À Paris, une série de meurtres d’une cruauté méthodique plonge la ville dans la terreur. Les victimes, mutilées avec une précision presque rituelle, portent toutes la même signature macabre : un lambeau de peau soigneusement prélevé et conservé. Chargés de l’enquête, le lieutenant Martin, à l’aube de la retraite, et la sergente Émilie Barton suivent une piste qui les mène à Claire Diaz, une femme à la personnalité aussi opaque que fascinante. Arrêtée puis condamnée à dix ans de réclusion en unité psychiatrique, elle tisse une relation dangereuse avec une autre détenue, Audrey Blanc. Ensemble, à leur libération, elles vont former une alliance dangereuse, mûrie par une seule ambition : frapper à nouveau. Leur cible : Émilie. Avec l’aide de Martin, la jeune sergente devra affronter ses peurs les plus profondes pour mettre fin à cette menace qui renaît des ténèbres. Le roman joue volontairement avec les frontières entre l’horreur et l’empathie.

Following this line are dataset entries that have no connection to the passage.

// ============================================================================
// Messaging - outbox relay, queue consumers, identity reconciliation
// ============================================================================
//
// Flow: outbox_messages → OutboxRelay → topic per queue → QueueConsumer
//       → IdentityReconciler → identity provider, with bounded retries and
//       a dead-letter topic per queue.
//
// ============================================================================

pub mod consumer;
pub mod kafka;
pub mod outbox_relay;
pub mod reconciliation;
pub mod topology;

pub use consumer::{QueueConsumer, QueueProcessor};
pub use kafka::{KafkaPublisher, MessagePublisher};
pub use outbox_relay::OutboxRelay;
pub use reconciliation::{IdentityReconciler, MessageHandler};
pub use topology::ROUTES;

use crate::store::StoreError;

#[derive(Debug, thiserror::Error)]
pub enum MessagingError {
    #[error("Kafka error: {0}")]
    Kafka(#[from] rdkafka::error::KafkaError),

    #[error("Outbox store error: {0}")]
    Store(#[from] StoreError),

    #[error("Dead-letter publish to {queue} failed: {reason}")]
    DeadLetter { queue: String, reason: String },
}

Les chapitres consacrés à Claire sont écrits à la première personne, immergeant le lecteur dans les méandres d’une psyché troublée. Ce « je » subjectif donne accès à ses pulsions, ses peurs, ses justifications intimes, et crée un malaise fécond : comprendre n’est pas excuser, mais l’identification devient un miroir déformant où chacun peut entrevoir ses propres zones d’ombre. À l’inverse, les chapitres dédiés à l’enquête adoptent une narration distanciée, révélant le combat d’Émilie Barton et celui de Martin.